In Winterberg hatten wir Quartier bezogen. Von hier kann man das Rothaargebirge über gut ausgeschilderte Wanderwege erkunden.
Da wir lange Strecken meist mit der Bahn bewältigen, ist eine gute Anbindung an das öffentlich Verkehrsnetz uns besonders wichtig.
Winterbergs Bahnhof wurde 2018 übrigens zum „Bahnhof des Jahres“ gekürt. Leider ist er in diesem Jahr nur wenig genutzt, da wegen Bauarbeiten die Fahrgäste von Olsberg den Bus benutzen müssen. Der Vorteil für uns, der Bus endete nicht am Bahnhof und wir erreichten unser Hotel auf kurzem Weg, da wir bis Ortsmitte fahren konnten..
Das „AVITAL Resort“ ist ein ordentliches Hotel mit Hallenbad und Wellnessbereich, jedoch vier Sterne ist einer zu viel.
Wir hatten drei Wandertage eingeplant und hofften auf besseres Wetter als von den Metherologen vorhergesagt.
Die erste Tour von Winterberg zum „Kahlen Asten“ bescherte uns einen sonnigen Wandertag bei angenehmen Temperaturen. Mit 843,2 m ist er der dritthöchste Berg in dieser Region. Mit knapp 200 Höhenmetern und etwa 15Km hielten sich die Anstrengungen in Grenzen.
Unterwegs gab es Unmengen von Heidelbeeren. Ich glaube, die meisten Menschen sind der Auffassung sie könnten giftig sein. Außer uns bediente sich niemand der köstlichen Früchte.

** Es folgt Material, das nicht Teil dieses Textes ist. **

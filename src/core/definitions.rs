use std::fmt::Display;

use serde::{Deserialize, Serialize};

use crate::core::engine::{Board, Color, Figure, FigureKind};
use crate::core::error::MoveError;
use crate::core::position::Position;

#[derive(Clone, Copy, Debug, PartialEq, Eq, Hash, Serialize, Deserialize)]
pub enum CastlingSide {
    KingSide,
    QueenSide,
}

impl CastlingSide {
    /// Column step of the king towards this side.
    pub fn direction(self) -> i8 {
        match self {
            CastlingSide::KingSide => 1,
            CastlingSide::QueenSide => -1,
        }
    }

    pub fn rook_column(self) -> char {
        match self {
            CastlingSide::KingSide => 'h',
            CastlingSide::QueenSide => 'a',
        }
    }

    pub fn king_destination_column(self) -> char {
        match self {
            CastlingSide::KingSide => 'g',
            CastlingSide::QueenSide => 'c',
        }
    }

    pub fn rook_destination_column(self) -> char {
        match self {
            CastlingSide::KingSide => 'f',
            CastlingSide::QueenSide => 'd',
        }
    }
}

impl Display for CastlingSide {
    fn fmt(&self, f: &mut std::fmt::Formatter<'_>) -> std::fmt::Result {
        f.pad(match self {
            CastlingSide::KingSide => "king side",
            CastlingSide::QueenSide => "queen side",
        })
    }
}

#[derive(Clone, Copy, Debug, PartialEq, Eq, Serialize, Deserialize)]
pub enum MoveType {
    Normal,
    Capture,
    CastleKingSide,
    CastleQueenSide,
    Promotion,
}

/// One committed or attempted transition, as reported to the score keeper.
#[derive(Clone, Debug, PartialEq, Eq, Serialize, Deserialize)]
pub struct Move {
    pub from: Position,
    pub to: Position,
    pub move_type: MoveType,
    /// Letter of the figure standing on `to` after the move; `None` for pawns.
    /// For a promotion it is the chosen kind, once known.
    pub figure_letter: Option<char>,
    pub capture: bool,
}

impl Move {
    pub fn is_castling(&self) -> bool {
        matches!(
            self.move_type,
            MoveType::CastleKingSide | MoveType::CastleQueenSide
        )
    }

    pub fn is_promotion(&self) -> bool {
        self.move_type == MoveType::Promotion
    }
}

impl Display for Move {
    fn fmt(&self, f: &mut std::fmt::Formatter<'_>) -> std::fmt::Result {
        match self.move_type {
            MoveType::CastleKingSide => return f.write_str("O-O"),
            MoveType::CastleQueenSide => return f.write_str("O-O-O"),
            _ => (),
        }
        let separator = if self.capture { 'x' } else { '-' };
        match (self.move_type, self.figure_letter) {
            (MoveType::Promotion, letter) => {
                write!(f, "{}{separator}{}", self.from, self.to)?;
                if let Some(letter) = letter {
                    write!(f, "{letter}")?;
                }
                Ok(())
            }
            (_, Some(letter)) => write!(f, "{letter}{}{separator}{}", self.from, self.to),
            (_, None) => write!(f, "{}{separator}{}", self.from, self.to),
        }
    }
}

#[derive(Clone, Debug, PartialEq, Eq, Serialize, Deserialize)]
pub struct Player {
    pub name: String,
    pub color: Color,
    trophies: Vec<Figure>,
}

impl Player {
    pub fn new(name: impl Into<String>, color: Color) -> Player {
        Player {
            name: name.into(),
            color,
            trophies: Vec::new(),
        }
    }

    /// Figures this player has captured, in capture order.
    pub fn trophies(&self) -> &[Figure] {
        &self.trophies
    }

    pub(crate) fn take_trophy(&mut self, figure: Figure) {
        self.trophies.push(figure);
    }

    /// Material value of the captured figures.
    pub fn material(&self) -> u32 {
        self.trophies.iter().map(|figure| figure.kind.value()).sum()
    }
}

/// A pawn that reached the last row and waits for its replacement.
#[derive(Clone, Debug, PartialEq, Eq)]
pub struct PromotionContext {
    pub pawn: Figure,
    pub position: Position,
    pub(crate) pending: Move,
}

impl PromotionContext {
    pub fn color(&self) -> Color {
        self.pawn.color
    }
}

/** Collaborators around the engine: renderers and score keepers.
 * All callbacks run synchronously inside the engine call that caused them. */
pub trait GameObserver {
    /// Game start.
    fn initialize(&mut self, _players: &[Player], _board: &Board) {}

    /// After every committed board mutation.
    fn render_board(&mut self, _board: &Board) {}

    /// Completed move. `next` is the player on move afterwards.
    fn record_move(&mut self, _move: &Move, _mover: &Player, _next: Option<&Player>) {}

    /// Move attempt that was refused; the same player stays on move.
    fn record_rejection(&mut self, _player: &Player, _error: &MoveError) {}

    /// A pawn of `player` reached `position`; the choice comes back through
    /// [`crate::GameEngine::resolve_promotion`].
    fn request_promotion(&mut self, _player: &Player, _position: Position, _choices: &[FigureKind]) {}
}

impl GameObserver for () {}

Unsere zweite Tour führte uns durch den Schluchtenweg, entlang des Flüsschens Helle, vorbei an einer alten Wassermühle, dem Bodensee (habe mich nicht vertan, heißt wirklich so), der Wüstung Wernsdorf nach Elkeringshausen.
Wir hatten wieder eine Wegstrecke von etwa 15km zu absolvieren, nur waren die Steigungen diesmal auf dem Heimweg zu bewältigen.

Dieses Fachwerkhaus fanden wir in Elkeringshausen. Es ist eines der wenigen, wo die ursprüngliche Fassade und das Fachwerk nur gering verändert wurde. Wir hoffen das die gegenwärtige Sanierung denkmalgerecht erfolgt.

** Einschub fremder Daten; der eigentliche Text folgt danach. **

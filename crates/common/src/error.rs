//! Error types for ballotbox.

use axum::{
    Json,
    http::StatusCode,
    response::{IntoResponse, Response},
};
use serde_json::json;
use thiserror::Error;

/// Application result type.
pub type AppResult<T> = Result<T, AppError>;

/// Application error type.
#[derive(Debug, Error)]
pub enum AppError {
    // === Client Errors ===
    #[error("Not found: {0}")]
    NotFound(String),

    #[error("Unauthorized")]
    Unauthorized,

    #[error("Invalid username or password")]
    InvalidCredentials,

    #[error("Forbidden: {0}")]
    Forbidden(String),

    #[error("Bad request: {0}")]
    BadRequest(String),

    #[error("Validation error: {0}")]
    Validation(String),

    #[error("Conflict: {0}")]
    Conflict(String),

    #[error("Voting has closed for vote {0}")]
    Expired(String),

    #[error("Option {0} does not belong to this vote")]
    InvalidOption(String),

    #[error("Option {0} has already been selected")]
    AlreadyVoted(String),

    // === Server Errors ===
    #[error("Storage unavailable: {0}")]
    StorageUnavailable(String),

    #[error("Database error: {0}")]
    Database(String),

    #[error("Configuration error: {0}")]
    Config(String),

    #[error("Internal error: {0}")]
    Internal(String),
}

impl AppError {
    /// Returns the HTTP status code for this error.
    #[must_use]
    pub const fn status_code(&self) -> StatusCode {
        match self {
            // 4xx Client Errors
            Self::NotFound(_) => StatusCode::NOT_FOUND,
            Self::Unauthorized | Self::InvalidCredentials => StatusCode::UNAUTHORIZED,
            Self::Forbidden(_) => StatusCode::FORBIDDEN,
            Self::BadRequest(_) | Self::Validation(_) | Self::InvalidOption(_) => {
                StatusCode::BAD_REQUEST
            }
            Self::Conflict(_) | Self::AlreadyVoted(_) => StatusCode::CONFLICT,
            Self::Expired(_) => StatusCode::GONE,

            // 5xx Server Errors
            Self::StorageUnavailable(_) => StatusCode::SERVICE_UNAVAILABLE,
            Self::Database(_) | Self::Config(_) | Self::Internal(_) => {
                StatusCode::INTERNAL_SERVER_ERROR
            }
        }
    }

    /// Returns the error code for API responses.
    #[must_use]
    pub const fn error_code(&self) -> &'static str {
        match self {
            Self::NotFound(_) => "NOT_FOUND",
            Self::Unauthorized => "UNAUTHORIZED",
            Self::InvalidCredentials => "AUTH_ERROR",
            Self::Forbidden(_) => "FORBIDDEN",
            Self::BadRequest(_) => "BAD_REQUEST",
            Self::Validation(_) => "VALIDATION_ERROR",
            Self::Conflict(_) => "CONFLICT",
            Self::Expired(_) => "EXPIRED",
            Self::InvalidOption(_) => "INVALID_OPTION",
            Self::AlreadyVoted(_) => "ALREADY_VOTED",
            Self::StorageUnavailable(_) => "STORAGE_UNAVAILABLE",
            Self::Database(_) => "DATABASE_ERROR",
            Self::Config(_) => "CONFIG_ERROR",
            Self::Internal(_) => "INTERNAL_ERROR",
        }
    }

    /// Returns whether this error should be logged at error level.
    #[must_use]
    pub fn is_server_error(&self) -> bool {
        self.status_code().is_server_error()
    }

    /// Returns whether the caller may retry the same request later.
    #[must_use]
    pub const fn is_retryable(&self) -> bool {
        matches!(self, Self::StorageUnavailable(_))
    }

    /// Message safe to show to API clients.
    ///
    /// Storage and internal details stay in the logs.
    fn public_message(&self) -> String {
        match self {
            Self::Database(_) | Self::Internal(_) | Self::Config(_) => {
                "An internal error occurred".to_string()
            }
            Self::StorageUnavailable(_) => {
                "Storage is temporarily unavailable, please retry".to_string()
            }
            _ => self.to_string(),
        }
    }
}

impl IntoResponse for AppError {
    fn into_response(self) -> Response {
        let status = self.status_code();
        let code = self.error_code();

        // Log server errors
        if self.is_server_error() {
            tracing::error!(error = %self, code = code, "Server error occurred");
        } else {
            tracing::debug!(error = %self, code = code, "Client error occurred");
        }

        let body = Json(json!({
            "error": {
                "code": code,
                "message": self.public_message(),
                "retryable": self.is_retryable(),
            }
        }));

        (status, body).into_response()
    }
}

// === From implementations ===

impl From<validator::ValidationErrors> for AppError {
    fn from(err: validator::ValidationErrors) -> Self {
        Self::Validation(err.to_string())
    }
}

impl From<config::ConfigError> for AppError {
    fn from(err: config::ConfigError) -> Self {
        Self::Config(err.to_string())
    }
}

Am Sonntag lenkten wir, schließlich befanden wir uns im Ruhrgebiet, unsere Schritte in Richtung Ruhrquelle. Das Wetter hatte sich eingetrübt und hin und wieder fiel leichter Nieselregen. Das war aber kein Problem. Die Strecke betrug diesmal ja nur 10km und hatte kaum Steigungen.
Würde eurer Wasserhahn so sprudeln wie die Ruhrquelle, wäre das ein Fall für den Klempner.
Von der Ruhrquelle wanderten wir in Richtung des gleichnamigen Skigebietes und folgten nach einer kurzen Rast der alten Königsstraße nach Winterberg.

Habt ihr euch nach einem größeren oder kleinerem Ausflug frisch gemacht, solltet ihr unbedingt das Kaffeehaus Winterberg aufsuchen! Es handelt sich um ein 200 Jahre altes Gebäude mit gemütlichem Ambiente und worauf es letztlich ankommt: Tolle Kuchen und Torten!